RECORDS FOR THE EXERCISE:
"""

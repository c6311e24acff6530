//! # Pordo (Authentication & Session Service)
//!
//! `pordo` is a small authentication authority: it verifies credentials,
//! mints signed access/refresh token pairs, and enforces request
//! authorization through an explicit middleware step.
//!
//! ## Session Model
//!
//! Sessions are carried by two independent JWTs:
//!
//! - **Access token:** short-lived, stateless, never persisted. It cannot be
//!   revoked before its natural expiry, which bounds the blast radius of a
//!   logout to one access-token lifetime.
//! - **Refresh token:** long-lived and single-use. The database stores a hash
//!   of the one currently-live refresh token per user; exchanging it rotates
//!   the pair and permanently invalidates the consumed token, even if it has
//!   not expired. Logout clears the stored reference unconditionally.
//!
//! Each token kind is signed with its own secret and carries an explicit
//! `kind` claim, so an access token can never be replayed as a refresh token
//! or vice versa.
//!
//! ## Failure Discipline
//!
//! Login failures for unknown users and wrong passwords are deliberately
//! indistinguishable to the caller. Token verification distinguishes
//! malformed, expired, and forged tokens internally but collapses all of
//! them to a generic `401` at the HTTP boundary.

pub mod api;
pub mod cli;
pub mod directory;

#[allow(clippy::doc_markdown, clippy::needless_raw_string_hashes)]
pub mod built_info {
    include!(concat!(env!("OUT_DIR"), "/built.rs"));
}

pub const GIT_COMMIT_HASH: &str = match built_info::GIT_COMMIT_HASH {
    Some(hash) => hash,
    None => "unknown",
};

pub const APP_USER_AGENT: &str = concat!(env!("CARGO_PKG_NAME"), "/", env!("CARGO_PKG_VERSION"),);
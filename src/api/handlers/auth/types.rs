//! Request/response types for auth endpoints.

use serde::{Deserialize, Serialize};
use utoipa::ToSchema;

use crate::directory::UserProfile;

#[derive(ToSchema, Serialize, Deserialize, Debug)]
#[serde(rename_all = "camelCase")]
pub struct RegisterRequest {
    pub username: String,
    pub email: String,
    pub password: String,
    pub full_name: String,
}

#[derive(ToSchema, Serialize, Deserialize, Debug)]
#[serde(rename_all = "camelCase")]
pub struct LoginRequest {
    /// Username or email; the server tries both.
    pub username_or_email: Option<String>,
    pub password: Option<String>,
}

/// Refresh token in the body, for clients that do not use cookies.
#[derive(ToSchema, Serialize, Deserialize, Debug, Default)]
#[serde(rename_all = "camelCase")]
pub struct RefreshRequest {
    pub refresh_token: Option<String>,
}

#[derive(ToSchema, Serialize, Deserialize, Debug)]
#[serde(rename_all = "camelCase")]
pub struct ChangePasswordRequest {
    pub old_password: String,
    pub new_password: String,
}

/// Login payload: profile plus both token strings. The same tokens also
/// travel as cookies for browser clients.
#[derive(ToSchema, Serialize, Debug)]
#[serde(rename_all = "camelCase")]
pub struct SessionData {
    pub user: UserProfile,
    pub access_token: String,
    pub refresh_token: String,
}

/// Refresh payload: rotated token pair only.
#[derive(ToSchema, Serialize, Debug)]
#[serde(rename_all = "camelCase")]
pub struct TokenData {
    pub access_token: String,
    pub refresh_token: String,
}

#[cfg(test)]
mod tests {
    use super::*;
    use anyhow::Result;

    #[test]
    fn login_request_accepts_missing_fields() -> Result<()> {
        let request: LoginRequest = serde_json::from_str("{}")?;
        assert!(request.username_or_email.is_none());
        assert!(request.password.is_none());
        Ok(())
    }

    #[test]
    fn login_request_uses_camel_case() -> Result<()> {
        let request: LoginRequest =
            serde_json::from_str(r#"{"usernameOrEmail": "alice", "password": "secret"}"#)?;
        assert_eq!(request.username_or_email.as_deref(), Some("alice"));
        Ok(())
    }

    #[test]
    fn refresh_request_round_trips() -> Result<()> {
        let request: RefreshRequest = serde_json::from_str(r#"{"refreshToken": "token"}"#)?;
        assert_eq!(request.refresh_token.as_deref(), Some("token"));
        Ok(())
    }

    #[test]
    fn session_data_serializes_camel_case() -> Result<()> {
        let data = SessionData {
            user: UserProfile {
                id: uuid::Uuid::nil(),
                username: "alice".to_string(),
                email: "alice@example.com".to_string(),
                full_name: "Alice Example".to_string(),
            },
            access_token: "a".to_string(),
            refresh_token: "r".to_string(),
        };
        let value = serde_json::to_value(&data)?;
        assert_eq!(value["accessToken"], "a");
        assert_eq!(value["refreshToken"], "r");
        assert_eq!(value["user"]["fullName"], "Alice Example");
        Ok(())
    }
}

"""

TASK ITEM:
Restate the entries above word for word, beginning with their first line and ending with the line holding "and enforces request"; omit everything else.

EXERCISE RESULT:
repository c6311e24acff6530
//! # Pordo (Authentication & Session Service)
//!
//! `pordo` is a small authentication authority: it verifies credentials,
//! mints signed access/refresh token pairs, and enforces request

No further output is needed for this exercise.